Title: Environmental Toxin Biliatresone-Induced Biliary Atresia-like Abnormal Cilia and Bile Duct Cell Development of Human Liver Organoids
Description:
Biliary atresia (BA) is a poorly understood and devastating obstructive bile duct disease of newborns.
Biliatresone, a plant toxin, causes BA-like syndrome in some animals, but its relevance in humans is unknown.
To validate the hypothesis that biliatresone exposure is a plausible BA disease mechanism in humans, we treated normal human liver organoids with biliatresone and addressed its adverse effects on organoid development, functions and cellular organization.

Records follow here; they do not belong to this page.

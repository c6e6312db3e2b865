//! Observer contract and notification delivery.

use std::sync::{Arc, Weak};

use crossbeam_channel::{Receiver, Sender};
use playback_types::{PlaybackEvent, PlaybackState};

use crate::error::EngineError;
use crate::resource::ResourceId;

/// Listener for playback lifecycle notifications.
///
/// Every method has an empty default body; implement only the ones you care about.
/// The controller keeps a [`Weak`] reference, so registering an observer never
/// extends its lifetime.
///
/// Callbacks run on the thread that caused them: the caller's thread for `will*`
/// notifications and commands that complete synchronously, the controller's event
/// thread for anything confirmed by the engine. They are never invoked while the
/// controller is locked, so calling back into the controller is allowed.
///
/// For one operation, `will*` precedes `did*`, and `did_change_state` comes last.
pub trait PlaybackObserver: Send + Sync {
    fn will_start_playback(&self, _resource: &ResourceId) {}
    fn did_start_playback(&self, _resource: &ResourceId) {}
    fn will_pause_playback(&self, _resource: &ResourceId) {}
    fn did_pause_playback(&self, _resource: &ResourceId) {}
    /// The engine could not play `resource`; the controller is now stopped.
    fn did_fail_playback(&self, _resource: &ResourceId, _error: &EngineError) {}
    /// The controller entered [`PlaybackState::Playing`].
    fn did_start_playing(&self) {}
    /// The controller left [`PlaybackState::Playing`].
    fn did_pause_playing(&self) {}
    fn did_change_state(&self, _state: PlaybackState) {}
}

#[derive(Debug, Clone, PartialEq, Eq)]
pub(crate) enum Notification {
    WillStart(ResourceId),
    DidStart(ResourceId),
    WillPause(ResourceId),
    DidPause(ResourceId),
    DidFail(ResourceId, EngineError),
    StartedPlaying,
    PausedPlaying,
    StateChanged(PlaybackState),
}

impl Notification {
    fn deliver(&self, observer: &dyn PlaybackObserver) {
        match self {
            Notification::WillStart(r) => observer.will_start_playback(r),
            Notification::DidStart(r) => observer.did_start_playback(r),
            Notification::WillPause(r) => observer.will_pause_playback(r),
            Notification::DidPause(r) => observer.did_pause_playback(r),
            Notification::DidFail(r, e) => observer.did_fail_playback(r, e),
            Notification::StartedPlaying => observer.did_start_playing(),
            Notification::PausedPlaying => observer.did_pause_playing(),
            Notification::StateChanged(state) => observer.did_change_state(*state),
        }
    }
}

/// Notifications gathered while the controller is locked, delivered after unlocking.
pub(crate) struct Outbox {
    observer: Option<Weak<dyn PlaybackObserver>>,
    notes: Vec<Notification>,
}

impl Outbox {
    pub fn new(observer: Option<Weak<dyn PlaybackObserver>>) -> Self {
        Self {
            observer,
            notes: Vec::new(),
        }
    }

    pub fn push(&mut self, note: Notification) {
        self.notes.push(note);
    }

    pub fn deliver(self) {
        if self.notes.is_empty() {
            return;
        }
        let Some(observer) = self.observer.as_ref().and_then(Weak::upgrade) else {
            return;
        };
        for note in &self.notes {
            note.deliver(observer.as_ref());
        }
    }

    #[cfg(test)]
    pub fn notes(&self) -> &[Notification] {
        &self.notes
    }
}

/// Observer that forwards every notification as a [`PlaybackEvent`] over a channel.
///
/// Handy for front ends that consume events on their own thread, and for tests.
pub struct ChannelObserver {
    tx: Sender<PlaybackEvent>,
}

impl ChannelObserver {
    /// Create an observer and the receiving end of its event stream.
    pub fn new() -> (Arc<Self>, Receiver<PlaybackEvent>) {
        let (tx, rx) = crossbeam_channel::unbounded();
        (Arc::new(Self { tx }), rx)
    }

    fn send(&self, event: PlaybackEvent) {
        let _ = self.tx.send(event);
    }
}

impl PlaybackObserver for ChannelObserver {
    fn will_start_playback(&self, resource: &ResourceId) {
        self.send(PlaybackEvent::WillStartPlayback {
            url: resource.to_string(),
        });
    }

    fn did_start_playback(&self, resource: &ResourceId) {
        self.send(PlaybackEvent::DidStartPlayback {
            url: resource.to_string(),
        });
    }

    fn will_pause_playback(&self, resource: &ResourceId) {
        self.send(PlaybackEvent::WillPausePlayback {
            url: resource.to_string(),
        });
    }

    fn did_pause_playback(&self, resource: &ResourceId) {
        self.send(PlaybackEvent::DidPausePlayback {
            url: resource.to_string(),
        });
    }

    fn did_fail_playback(&self, resource: &ResourceId, error: &EngineError) {
        self.send(PlaybackEvent::DidFailPlayback {
            url: resource.to_string(),
            error: error.to_string(),
        });
    }

    fn did_start_playing(&self) {
        self.send(PlaybackEvent::DidStartPlaying);
    }

    fn did_pause_playing(&self) {
        self.send(PlaybackEvent::DidPausePlaying);
    }

    fn did_change_state(&self, state: PlaybackState) {
        self.send(PlaybackEvent::DidChangeState { state });
    }
}
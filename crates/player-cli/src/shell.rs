//! Interactive command language for `player shell`.

use std::io::Write;

use anyhow::Result;
use playback_controller::PlaybackController;

pub const HELP: &str = "\
commands:
  play [url]       start the queue, or replace it with url and play
  pause            pause the current item
  toggle           pause when playing, play otherwise
  next             skip to the next item
  enqueue <url..>  append items (all or nothing)
  remove <url>     remove the first matching item
  clear            empty the queue and stop
  status           print controller status as JSON
  queue            list the queue
  quit             exit";

#[derive(Debug, Clone, PartialEq, Eq)]
pub enum ShellCommand {
    Play(Option<String>),
    Pause,
    Toggle,
    Next,
    Enqueue(Vec<String>),
    Remove(String),
    Clear,
    Status,
    Queue,
    Help,
    Quit,
}

impl ShellCommand {
    /// Parse one input line. Blank lines yield `Ok(None)`.
    pub fn parse(line: &str) -> Result<Option<Self>, String> {
        let mut words = line.split_whitespace();
        let Some(verb) = words.next() else {
            return Ok(None);
        };
        let rest: Vec<String> = words.map(str::to_string).collect();
        let no_args = |cmd: ShellCommand| bare(verb, &rest, cmd);
        match verb.to_ascii_lowercase().as_str() {
            "play" => match rest.as_slice() {
                [] => Ok(Some(ShellCommand::Play(None))),
                [url] => Ok(Some(ShellCommand::Play(Some(url.clone())))),
                _ => Err("play takes at most one url".to_string()),
            },
            "pause" => no_args(ShellCommand::Pause),
            "toggle" => no_args(ShellCommand::Toggle),
            "next" | "skip" => no_args(ShellCommand::Next),
            "enqueue" | "add" => {
                if rest.is_empty() {
                    Err("enqueue needs at least one url".to_string())
                } else {
                    Ok(Some(ShellCommand::Enqueue(rest.clone())))
                }
            }
            "remove" | "rm" => match rest.as_slice() {
                [url] => Ok(Some(ShellCommand::Remove(url.clone()))),
                _ => Err("remove takes exactly one url".to_string()),
            },
            "clear" => no_args(ShellCommand::Clear),
            "status" => no_args(ShellCommand::Status),
            "queue" | "ls" => no_args(ShellCommand::Queue),
            "help" | "?" => no_args(ShellCommand::Help),
            "quit" | "exit" => no_args(ShellCommand::Quit),
            other => Err(format!("unknown command {other:?} (try help)")),
        }
    }
}

fn bare(verb: &str, rest: &[String], cmd: ShellCommand) -> Result<Option<ShellCommand>, String> {
    if rest.is_empty() {
        Ok(Some(cmd))
    } else {
        Err(format!("{verb} takes no arguments"))
    }
}

/// Whether the shell keeps reading input.
#[derive(Debug, PartialEq, Eq)]
pub enum Flow {
    Continue,
    Quit,
}

/// Run one command against `controller`, writing replies to `out`.
///
/// Controller errors are reported to `out`; only I/O failures are returned.
pub fn execute(
    controller: &PlaybackController,
    cmd: ShellCommand,
    out: &mut impl Write,
) -> Result<Flow> {
    let outcome = match cmd {
        ShellCommand::Play(Some(url)) => controller.play_url(url.as_str()),
        ShellCommand::Play(None) => controller.play(),
        ShellCommand::Pause => controller.pause(),
        ShellCommand::Toggle => controller.toggle_playback(),
        ShellCommand::Next => controller.advance_to_next(),
        ShellCommand::Enqueue(urls) => controller.try_enqueue_all(urls),
        ShellCommand::Remove(url) => {
            if !controller.remove(url.as_str()) {
                writeln!(out, "not queued: {url}")?;
            }
            Ok(())
        }
        ShellCommand::Clear => {
            controller.remove_all();
            Ok(())
        }
        ShellCommand::Status => {
            writeln!(out, "{}", serde_json::to_string(&controller.status())?)?;
            Ok(())
        }
        ShellCommand::Queue => {
            write_queue(controller, out)?;
            Ok(())
        }
        ShellCommand::Help => {
            writeln!(out, "{HELP}")?;
            Ok(())
        }
        ShellCommand::Quit => return Ok(Flow::Quit),
    };
    if let Err(e) = outcome {
        writeln!(out, "error: {e}")?;
    }
    Ok(Flow::Continue)
}

fn write_queue(controller: &PlaybackController, out: &mut impl Write) -> std::io::Result<()> {
    let status = controller.status();
    if status.queue.is_empty() {
        return writeln!(out, "(empty)");
    }
    for (i, url) in status.queue.iter().enumerate() {
        let marker = if status.cursor == Some(i) { '>' } else { ' ' };
        writeln!(out, "{marker} {i:>3} {url}")?;
    }
    Ok(())
}

#[cfg(test)]
mod tests {
    use super::*;
    use playback_controller::{SilentEngine, SilentEngineConfig};
    use std::time::Duration;

    fn quiet_controller(urls: &[&str]) -> PlaybackController {
        let engine = SilentEngine::new(SilentEngineConfig {
            buffering: Duration::from_secs(60),
            ..SilentEngineConfig::default()
        });
        PlaybackController::with_resources(engine, urls.iter().copied()).unwrap()
    }

    fn run(controller: &PlaybackController, line: &str) -> (Flow, String) {
        let cmd = ShellCommand::parse(line).unwrap().unwrap();
        let mut out = Vec::new();
        let flow = execute(controller, cmd, &mut out).unwrap();
        (flow, String::from_utf8(out).unwrap())
    }

    #[test]
    fn parses_commands_and_aliases() {
        assert_eq!(ShellCommand::parse("   "), Ok(None));
        assert_eq!(
            ShellCommand::parse("PLAY http://h/a.mp3"),
            Ok(Some(ShellCommand::Play(Some("http://h/a.mp3".to_string()))))
        );
        assert_eq!(ShellCommand::parse("skip"), Ok(Some(ShellCommand::Next)));
        assert_eq!(
            ShellCommand::parse("add a b"),
            Ok(Some(ShellCommand::Enqueue(vec![
                "a".to_string(),
                "b".to_string()
            ])))
        );
        assert_eq!(ShellCommand::parse("exit"), Ok(Some(ShellCommand::Quit)));
    }

    #[test]
    fn rejects_bad_arity_and_unknown_verbs() {
        assert!(ShellCommand::parse("pause now").is_err());
        assert!(ShellCommand::parse("enqueue").is_err());
        assert!(ShellCommand::parse("remove a b").is_err());
        assert!(ShellCommand::parse("play a b").is_err());
        assert!(ShellCommand::parse("rewind").is_err());
    }

    #[test]
    fn queue_listing_marks_cursor() {
        let controller = quiet_controller(&["http://h/a.mp3", "http://h/b.mp3"]);
        let (_, listing) = run(&controller, "queue");
        assert_eq!(listing, "    0 http://h/a.mp3\n    1 http://h/b.mp3\n");

        run(&controller, "play");
        let (_, listing) = run(&controller, "queue");
        assert!(listing.starts_with(">   0 http://h/a.mp3"));
    }

    #[test]
    fn errors_are_reported_not_returned() {
        let controller = quiet_controller(&[]);
        let (flow, reply) = run(&controller, "play");
        assert_eq!(flow, Flow::Continue);
        assert_eq!(reply, "error: queue is empty\n");

        let (_, reply) = run(&controller, "enqueue http://h/a.mp3 nope");
        assert!(reply.starts_with("error: invalid resource \"nope\""));
        assert!(controller.queue().is_empty());

        let (_, reply) = run(&controller, "remove http://h/x.mp3");
        assert_eq!(reply, "not queued: http://h/x.mp3\n");
    }

    #[test]
    fn status_is_json_and_quit_stops() {
        let controller = quiet_controller(&["http://h/a.mp3"]);
        let (_, reply) = run(&controller, "status");
        let status: playback_types::ControllerStatus = serde_json::from_str(reply.trim()).unwrap();
        assert_eq!(status.queue, vec!["http://h/a.mp3"]);
        assert_eq!(run(&controller, "quit").0, Flow::Quit);
        assert_eq!(run(&controller, "clear").1, "");
        assert!(controller.queue().is_empty());
    }
}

The control organoids (without biliatresone) were well expanded and much bigger than biliatresone-treated organoids.
Expression of the cholangiocyte marker CK19 was reduced, while the hepatocyte marker HFN4A was significantly elevated in biliatresone-treated organoids.
ZO-1 (a tight junction marker) immunoreactivity was localized at the apical intercellular junctions in control organoids, while it was markedly reduced in biliatresone-treated organoids.
Cytoskeleton F-actin was localized at the apical surface of the control organoids, but it was ectopically expressed at the apical and basal sides in biliatresone-treated organoids.
Cholangiocytes of control organoids possess primary cilia and elicit cilia mechanosensory function.
The number of ciliated cholangiocytes was reduced, and cilia mechanosensory function was hampered in biliatresone-treated organoids.
In conclusion, biliatresone induces morphological and developmental changes in human liver organoids resembling those of our previously reported BA organoids, suggesting that environmental toxins could contribute to BA pathogenesis.